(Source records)
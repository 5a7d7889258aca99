use std::fmt;
use std::path::PathBuf;

use linguora_core::{DocumentHandle, JobId, JobStatus, Language};

/// Outcome reported by the engine thread back to the session.
#[derive(Debug, Clone, PartialEq, Eq)]
pub enum EngineEvent {
    LanguagesLoaded(Result<Vec<Language>, ApiError>),
    Submitted {
        job_id: JobId,
        result: Result<DocumentHandle, ApiError>,
    },
    /// One poll tick, terminal or not.
    StatusPolled { job_id: JobId, status: JobStatus },
    PollFailed { job_id: JobId, error: ApiError },
    ResultSaved {
        job_id: JobId,
        result: Result<PathBuf, ApiError>,
    },
    TextTranslated {
        request_id: JobId,
        result: Result<String, ApiError>,
    },
}

#[derive(Debug, Clone, PartialEq, Eq, thiserror::Error)]
#[error("{kind}: {message}")]
pub struct ApiError {
    pub kind: FailureKind,
    pub message: String,
}

impl ApiError {
    pub fn new(kind: FailureKind, message: impl Into<String>) -> Self {
        Self {
            kind,
            message: message.into(),
        }
    }

    pub fn cancelled() -> Self {
        Self::new(FailureKind::Cancelled, "operation cancelled")
    }

    pub fn is_cancelled(&self) -> bool {
        self.kind == FailureKind::Cancelled
    }
}

#[derive(Debug, Clone, PartialEq, Eq)]
pub enum FailureKind {
    /// Text is empty after trimming.
    EmptyInput,
    MissingTargetLanguage,
    InvalidUrl,
    Network,
    Timeout,
    HttpStatus(u16),
    /// Body is not the JSON shape we expect.
    Decode,
    /// Body decodes but lacks required fields.
    MalformedResponse,
    EmptyBody,
    TooLarge { max_bytes: u64, actual: Option<u64> },
    PollLimitReached { attempts: u32 },
    /// Local file could not be read or written.
    Storage,
    Cancelled,
}

impl FailureKind {
    /// Rejected before any request was made.
    pub fn is_validation(&self) -> bool {
        matches!(
            self,
            FailureKind::EmptyInput | FailureKind::MissingTargetLanguage
        )
    }
}

impl fmt::Display for FailureKind {
    fn fmt(&self, f: &mut fmt::Formatter<'_>) -> fmt::Result {
        match self {
            FailureKind::EmptyInput => write!(f, "empty input"),
            FailureKind::MissingTargetLanguage => write!(f, "missing target language"),
            FailureKind::InvalidUrl => write!(f, "invalid url"),
            FailureKind::Network => write!(f, "network error"),
            FailureKind::Timeout => write!(f, "timeout"),
            FailureKind::HttpStatus(code) => write!(f, "http status {code}"),
            FailureKind::Decode => write!(f, "undecodable response"),
            FailureKind::MalformedResponse => write!(f, "malformed response"),
            FailureKind::EmptyBody => write!(f, "empty response body"),
            FailureKind::TooLarge { max_bytes, actual } => {
                write!(f, "response too large (max {max_bytes}, actual {actual:?})")
            }
            FailureKind::PollLimitReached { attempts } => {
                write!(f, "no terminal status after {attempts} polls")
            }
            FailureKind::Storage => write!(f, "storage error"),
            FailureKind::Cancelled => write!(f, "cancelled"),
        }
    }
}
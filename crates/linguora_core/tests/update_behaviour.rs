use std::path::PathBuf;
use std::sync::Once;

use linguora_core::{
    update, AppState, DocumentHandle, Effect, Failure, FailureCause, Formality, JobStatus,
    Language, Msg, Phase, Step,
};
use pretty_assertions::assert_eq;

fn init_logging() {
    static INIT: Once = Once::new();
    INIT.call_once(engine_logging::initialize_for_tests);
}

fn with_target(lang: &str) -> AppState {
    let (state, _) = update(
        AppState::new(),
        Msg::TargetLanguageSelected(Some(lang.to_string())),
    );
    state
}

fn select_file(state: AppState, path: &str) -> (AppState, Vec<Effect>) {
    update(
        state,
        Msg::FileSelected {
            path: PathBuf::from(path),
        },
    )
}

#[test]
fn opening_requests_languages() {
    init_logging();
    let (_state, effects) = update(AppState::new(), Msg::Opened);
    assert_eq!(effects, vec![Effect::LoadLanguages]);
}

#[test]
fn languages_are_sorted_for_documents_and_reset_selection() {
    init_logging();
    let state = with_target("EN");
    let (state, _) = update(
        state,
        Msg::LanguagesLoaded(vec![
            Language::new("FR", "French"),
            Language::new("BG", "Bulgarian"),
        ]),
    );

    let view = state.view();
    let doc_names: Vec<_> = view.document.languages.iter().map(|l| l.name.clone()).collect();
    let text_names: Vec<_> = view.text.languages.iter().map(|l| l.name.clone()).collect();
    assert_eq!(doc_names, vec!["Bulgarian", "French"]);
    assert_eq!(text_names, vec!["French", "Bulgarian"]);
    assert_eq!(view.document.target_lang, None);
    assert!(!view.document.can_submit);
}

#[test]
fn file_without_target_language_stays_idle_with_message() {
    init_logging();
    let (mut state, effects) = select_file(AppState::new(), "/tmp/report.pdf");

    assert!(effects.is_empty());
    assert_eq!(state.phase(), &Phase::Idle);
    assert_eq!(state.view().document.status_line, "Select a target language first.");
    assert!(state.consume_dirty());
}

#[test]
fn blank_target_language_counts_as_missing() {
    init_logging();
    let (state, _) = update(
        AppState::new(),
        Msg::TargetLanguageSelected(Some("   ".to_string())),
    );
    let (state, effects) = select_file(state, "/tmp/report.pdf");

    assert!(effects.is_empty());
    assert_eq!(state.phase(), &Phase::Idle);
}

#[test]
fn file_selection_starts_upload() {
    init_logging();
    let state = with_target("EN");
    let (state, _) = update(state, Msg::SourceLanguageSelected(Some("FR".to_string())));
    let (state, _) = update(state, Msg::FormalitySelected(Formality::More));
    let (state, effects) = select_file(state, "/tmp/docs/report.pdf");

    assert_eq!(state.phase(), &Phase::Uploading);
    assert_eq!(
        effects,
        vec![Effect::SubmitDocument {
            job_id: 1,
            path: PathBuf::from("/tmp/docs/report.pdf"),
            target_lang: "EN".to_string(),
            source_lang: Some("FR".to_string()),
            formality: Formality::More,
        }]
    );
    let view = state.view();
    assert_eq!(view.document.file_name.as_deref(), Some("report.pdf"));
    assert_eq!(view.document.status_line, "Uploading document…");
    assert!(view.document.busy);
}

#[test]
fn submit_success_starts_polling_and_displays_queued() {
    init_logging();
    let (state, _) = select_file(with_target("EN"), "/tmp/a.docx");
    let document = DocumentHandle::new("doc-1", "key-1");
    let (state, effects) = update(
        state,
        Msg::SubmitSucceeded {
            job_id: 1,
            document: document.clone(),
        },
    );

    assert_eq!(state.phase(), &Phase::AwaitingStatus);
    assert_eq!(effects, vec![Effect::StartPolling { job_id: 1, document }]);
    let view = state.view();
    assert_eq!(view.document.job_status, Some(JobStatus::Queued));
    assert_eq!(view.document.status_line, "Status: Queued");
}

#[test]
fn submit_failure_is_terminal_and_reflects_kind() {
    init_logging();
    let (state, _) = select_file(with_target("EN"), "/tmp/a.docx");
    let failure = Failure::new(Step::Upload, FailureCause::Decode, "missing document_key");
    let (state, effects) = update(
        state,
        Msg::SubmitFailed {
            job_id: 1,
            failure: failure.clone(),
        },
    );

    assert!(effects.is_empty());
    assert_eq!(state.phase(), &Phase::Failed(failure));
    assert_eq!(
        state.view().document.status_line,
        "Upload failed: the service responded, but the answer was not understood."
    );
}

#[test]
fn cancel_while_busy_fails_and_emits_cancel() {
    init_logging();
    let (state, _) = select_file(with_target("EN"), "/tmp/a.docx");
    let (state, effects) = update(state, Msg::CancelClicked);

    assert_eq!(effects, vec![Effect::CancelJob { job_id: 1 }]);
    assert_eq!(state.phase(), &Phase::Failed(Failure::cancelled(Step::Upload)));
}

#[test]
fn cancel_twice_matches_cancel_once() {
    init_logging();
    let (state, _) = select_file(with_target("EN"), "/tmp/a.docx");
    let (once, _) = update(state, Msg::CancelClicked);
    let (twice, effects) = update(once.clone(), Msg::CancelClicked);

    assert!(effects.is_empty());
    assert_eq!(once.view(), twice.view());
}

#[test]
fn cancel_when_idle_is_noop() {
    init_logging();
    let state = with_target("EN");
    let (next, effects) = update(state.clone(), Msg::CancelClicked);

    assert!(effects.is_empty());
    assert_eq!(state, next);
}

#[test]
fn new_file_while_polling_cancels_previous_job_first() {
    init_logging();
    let (state, _) = select_file(with_target("EN"), "/tmp/a.docx");
    let (state, _) = update(
        state,
        Msg::SubmitSucceeded {
            job_id: 1,
            document: DocumentHandle::new("doc-1", "key-1"),
        },
    );
    let (state, effects) = select_file(state, "/tmp/b.pdf");

    assert_eq!(effects.len(), 2);
    assert_eq!(effects[0], Effect::CancelJob { job_id: 1 });
    assert!(matches!(
        effects[1],
        Effect::SubmitDocument { job_id: 2, .. }
    ));
    assert_eq!(state.phase(), &Phase::Uploading);
    assert_eq!(state.job(), None);
}

#[test]
fn failed_workflow_can_be_restarted_without_cancel() {
    init_logging();
    let (state, _) = select_file(with_target("EN"), "/tmp/a.docx");
    let (state, _) = update(
        state,
        Msg::SubmitFailed {
            job_id: 1,
            failure: Failure::new(Step::Upload, FailureCause::Network, "connection refused"),
        },
    );
    let (state, effects) = select_file(state, "/tmp/a.docx");

    assert_eq!(effects.len(), 1);
    assert!(matches!(effects[0], Effect::SubmitDocument { job_id: 2, .. }));
    assert_eq!(state.phase(), &Phase::Uploading);
}

#[test]
fn dismiss_cancels_and_resets_job_but_keeps_languages() {
    init_logging();
    let (state, _) = update(
        AppState::new(),
        Msg::LanguagesLoaded(vec![Language::new("EN", "English")]),
    );
    let (state, _) = update(state, Msg::TargetLanguageSelected(Some("EN".to_string())));
    let (state, _) = select_file(state, "/tmp/a.docx");
    let (state, effects) = update(state, Msg::Dismissed);

    assert_eq!(effects, vec![Effect::CancelJob { job_id: 1 }]);
    assert_eq!(state.phase(), &Phase::Idle);
    assert_eq!(state.active_job_id(), None);
    let view = state.view();
    assert_eq!(view.document.languages.len(), 1);
    assert_eq!(view.document.file_name, None);
}
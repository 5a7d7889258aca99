//! Logger initialization for the Linguora host.
//!
//! Writes logs to `./linguora.log` in the current working directory.

use std::fs::File;
use std::path::PathBuf;

use log::LevelFilter;
use simplelog::{
    ColorChoice, CombinedLogger, Config, ConfigBuilder, SharedLogger, TermLogger, TerminalMode,
    WriteLogger,
};

const LOG_FILE: &str = "./linguora.log";

/// Destination for log output.
#[derive(Debug, Clone, Copy, PartialEq, Eq)]
pub enum LogDestination {
    /// Write to ./linguora.log in current directory.
    File,
    Terminal,
    Both,
}

/// Install the global logger. A second call is ignored, as is a log file
/// that cannot be created (a warning goes to stderr instead).
pub fn initialize(destination: LogDestination, level: LevelFilter) {
    let config = build_config();

    let mut loggers: Vec<Box<dyn SharedLogger>> = Vec::new();
    if matches!(destination, LogDestination::Terminal | LogDestination::Both) {
        loggers.push(TermLogger::new(
            level,
            config.clone(),
            TerminalMode::Mixed,
            ColorChoice::Auto,
        ));
    }
    if matches!(destination, LogDestination::File | LogDestination::Both) {
        if let Some(file_logger) = create_file_logger(level, config) {
            loggers.push(file_logger);
        }
    }
    if loggers.is_empty() {
        return;
    }

    let _ = CombinedLogger::init(loggers);
}

/// Level from a config string such as `"debug"`; unknown names mean `Info`.
pub fn parse_level(name: &str) -> LevelFilter {
    name.trim().parse().unwrap_or(LevelFilter::Info)
}

fn build_config() -> Config {
    ConfigBuilder::new()
        .set_time_format_rfc3339()
        .set_target_level(LevelFilter::Error)
        // reqwest/hyper chatter at debug level drowns the workflow log
        .add_filter_ignore_str("hyper")
        .add_filter_ignore_str("reqwest")
        .build()
}

fn create_file_logger(level: LevelFilter, config: Config) -> Option<Box<WriteLogger<File>>> {
    let log_path = PathBuf::from(LOG_FILE);
    match File::create(&log_path) {
        Ok(file) => Some(WriteLogger::new(level, config, file)),
        Err(err) => {
            eprintln!("Warning: Could not create log file at {:?}: {}", log_path, err);
            None
        }
    }
}
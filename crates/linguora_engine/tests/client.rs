use std::time::Duration;

use linguora_core::{DocumentHandle, Formality, JobStatus, Language};
use linguora_engine::{
    submit_document, translate_text, ApiSettings, FailureKind, ReqwestTranslationApi,
    TranslationApi,
};
use pretty_assertions::assert_eq;
use wiremock::matchers::{body_string_contains, header, method, path, query_param};
use wiremock::{Mock, MockServer, ResponseTemplate};

fn api_for(server: &MockServer) -> ReqwestTranslationApi {
    let mut settings = ApiSettings::new("test-key");
    settings.base_url = format!("{}/v2", server.uri());
    settings.request_timeout = Duration::from_secs(5);
    ReqwestTranslationApi::new(settings).expect("valid settings")
}

#[tokio::test]
async fn translate_returns_first_translation() {
    let server = MockServer::start().await;
    Mock::given(method("POST"))
        .and(path("/v2/translate"))
        .and(header("Authorization", "DeepL-Auth-Key test-key"))
        .and(body_string_contains("text=Hello"))
        .and(body_string_contains("target_lang=DE"))
        .respond_with(ResponseTemplate::new(200).set_body_json(serde_json::json!({
            "translations": [{ "detected_source_language": "EN", "text": "Hallo" }]
        })))
        .expect(1)
        .mount(&server)
        .await;

    let api = api_for(&server);
    let text = translate_text(&api, "  Hello ", "DE", None).await.unwrap();
    assert_eq!(text, "Hallo");
}

#[tokio::test]
async fn blank_text_is_rejected_without_a_request() {
    let server = MockServer::start().await;
    Mock::given(method("POST"))
        .respond_with(ResponseTemplate::new(200))
        .expect(0)
        .mount(&server)
        .await;

    let api = api_for(&server);
    for input in ["", "   \n\t"] {
        let err = translate_text(&api, input, "DE", None).await.unwrap_err();
        assert_eq!(err.kind, FailureKind::EmptyInput);
    }
    let err = translate_text(&api, "Hello", " ", None).await.unwrap_err();
    assert_eq!(err.kind, FailureKind::MissingTargetLanguage);
}

#[tokio::test]
async fn translate_without_translations_is_a_decode_failure() {
    let server = MockServer::start().await;
    Mock::given(method("POST"))
        .and(path("/v2/translate"))
        .respond_with(
            ResponseTemplate::new(200).set_body_json(serde_json::json!({ "translations": [] })),
        )
        .mount(&server)
        .await;

    let err = translate_text(&api_for(&server), "Hello", "DE", None)
        .await
        .unwrap_err();
    assert_eq!(err.kind, FailureKind::Decode);
}

#[tokio::test]
async fn error_statuses_surface_as_http_failures() {
    let server = MockServer::start().await;
    Mock::given(method("POST"))
        .and(path("/v2/translate"))
        .respond_with(ResponseTemplate::new(403))
        .up_to_n_times(1)
        .mount(&server)
        .await;
    Mock::given(method("POST"))
        .and(path("/v2/translate"))
        .respond_with(ResponseTemplate::new(503))
        .mount(&server)
        .await;

    let api = api_for(&server);
    let first = translate_text(&api, "Hello", "DE", None).await.unwrap_err();
    assert_eq!(first.kind, FailureKind::HttpStatus(403));
    let second = translate_text(&api, "Hello", "DE", None).await.unwrap_err();
    assert_eq!(second.kind, FailureKind::HttpStatus(503));
}

#[tokio::test]
async fn unreachable_service_is_a_network_failure() {
    let mut settings = ApiSettings::new("test-key");
    settings.base_url = "http://127.0.0.1:1/v2".to_string();
    settings.connect_timeout = Duration::from_secs(2);
    let api = ReqwestTranslationApi::new(settings).unwrap();

    let err = translate_text(&api, "Hello", "DE", None).await.unwrap_err();
    assert!(
        matches!(err.kind, FailureKind::Network | FailureKind::Timeout),
        "unexpected {err:?}"
    );
}

#[tokio::test]
async fn target_languages_are_decoded_in_server_order() {
    let server = MockServer::start().await;
    Mock::given(method("GET"))
        .and(path("/v2/languages"))
        .and(query_param("type", "target"))
        .respond_with(ResponseTemplate::new(200).set_body_json(serde_json::json!([
            { "language": "DE", "name": "German", "supports_formality": true },
            { "language": "EN-GB", "name": "English (British)", "supports_formality": false }
        ])))
        .mount(&server)
        .await;

    let languages = api_for(&server).target_languages().await.unwrap();
    assert_eq!(
        languages,
        vec![
            Language::new("DE", "German"),
            Language::new("EN-GB", "English (British)")
        ]
    );
}

#[tokio::test]
async fn submit_sends_multipart_fields_and_returns_handle() {
    let server = MockServer::start().await;
    Mock::given(method("POST"))
        .and(path("/v2/document"))
        .and(body_string_contains("name=\"target_lang\"\r\n\r\nDE\r\n"))
        .and(body_string_contains("name=\"formality\"\r\n\r\nmore\r\n"))
        .and(body_string_contains("name=\"output_format\"\r\n\r\ntxt\r\n"))
        .and(body_string_contains("filename=\"notes.txt\""))
        .and(body_string_contains("some notes"))
        .respond_with(ResponseTemplate::new(200).set_body_json(serde_json::json!({
            "document_id": "DOC1",
            "document_key": "KEY1"
        })))
        .expect(1)
        .mount(&server)
        .await;

    let handle = submit_document(
        &api_for(&server),
        b"some notes".to_vec(),
        "notes.txt",
        Some("DE"),
        None,
        Formality::More,
    )
    .await
    .unwrap();
    assert_eq!(handle, DocumentHandle::new("DOC1", "KEY1"));
}

#[tokio::test]
async fn submit_without_target_makes_no_request() {
    let server = MockServer::start().await;
    Mock::given(method("POST"))
        .respond_with(ResponseTemplate::new(200))
        .expect(0)
        .mount(&server)
        .await;

    let err = submit_document(
        &api_for(&server),
        b"x".to_vec(),
        "a.pdf",
        None,
        None,
        Formality::Default,
    )
    .await
    .unwrap_err();
    assert_eq!(err.kind, FailureKind::MissingTargetLanguage);
}

#[tokio::test]
async fn submit_response_missing_key_is_malformed() {
    let server = MockServer::start().await;
    Mock::given(method("POST"))
        .and(path("/v2/document"))
        .respond_with(
            ResponseTemplate::new(200).set_body_json(serde_json::json!({ "document_id": "DOC1" })),
        )
        .mount(&server)
        .await;

    let err = submit_document(
        &api_for(&server),
        b"x".to_vec(),
        "a.pdf",
        Some("DE"),
        None,
        Formality::Default,
    )
    .await
    .unwrap_err();
    assert_eq!(err.kind, FailureKind::MalformedResponse);
}

#[tokio::test]
async fn status_and_result_carry_the_document_key() {
    let server = MockServer::start().await;
    Mock::given(method("GET"))
        .and(path("/v2/document/DOC1"))
        .and(query_param("document_key", "KEY1"))
        .respond_with(ResponseTemplate::new(200).set_body_json(serde_json::json!({
            "document_id": "DOC1",
            "status": "done",
            "billed_characters": 12
        })))
        .mount(&server)
        .await;
    Mock::given(method("GET"))
        .and(path("/v2/document/DOC1/result"))
        .and(query_param("document_key", "KEY1"))
        .respond_with(ResponseTemplate::new(200).set_body_bytes(b"uebersetzt".to_vec()))
        .mount(&server)
        .await;

    let api = api_for(&server);
    let handle = DocumentHandle::new("DOC1", "KEY1");
    assert_eq!(api.document_status(&handle).await.unwrap(), JobStatus::Done);
    assert_eq!(&api.document_result(&handle).await.unwrap()[..], b"uebersetzt");
}

#[tokio::test]
async fn empty_result_body_is_rejected() {
    let server = MockServer::start().await;
    Mock::given(method("GET"))
        .and(path("/v2/document/DOC1/result"))
        .respond_with(ResponseTemplate::new(200))
        .mount(&server)
        .await;

    let err = api_for(&server)
        .document_result(&DocumentHandle::new("DOC1", "KEY1"))
        .await
        .unwrap_err();
    assert_eq!(err.kind, FailureKind::EmptyBody);
}

#[tokio::test]
async fn oversized_result_is_rejected() {
    let server = MockServer::start().await;
    Mock::given(method("GET"))
        .and(path("/v2/document/DOC1/result"))
        .respond_with(ResponseTemplate::new(200).set_body_bytes(vec![b'x'; 64]))
        .mount(&server)
        .await;

    let mut settings = ApiSettings::new("test-key");
    settings.base_url = format!("{}/v2", server.uri());
    settings.max_result_bytes = 16;
    let api = ReqwestTranslationApi::new(settings).unwrap();

    let err = api
        .document_result(&DocumentHandle::new("DOC1", "KEY1"))
        .await
        .unwrap_err();
    assert!(matches!(err.kind, FailureKind::TooLarge { max_bytes: 16, .. }));
}

#[test]
fn settings_debug_hides_the_key() {
    let rendered = format!("{:?}", ApiSettings::new("super-secret"));
    assert!(!rendered.contains("super-secret"));
}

TASK INSTRUCTIONS: Retype only the stretch of lines above starting at the one with "async fn oversized_result_is_rejected()" and stopping at the one with "settings.max_result_bytes = 16;", exactly as written, with both kept.

RESPONSE TO THIS TASK:
async fn oversized_result_is_rejected() {
    let server = MockServer::start().await;
    Mock::given(method("GET"))
        .and(path("/v2/document/DOC1/result"))
        .respond_with(ResponseTemplate::new(200).set_body_bytes(vec![b'x'; 64]))
        .mount(&server)
        .await;

    let mut settings = ApiSettings::new("test-key");
    settings.base_url = format!("{}/v2", server.uri());
    settings.max_result_bytes = 16;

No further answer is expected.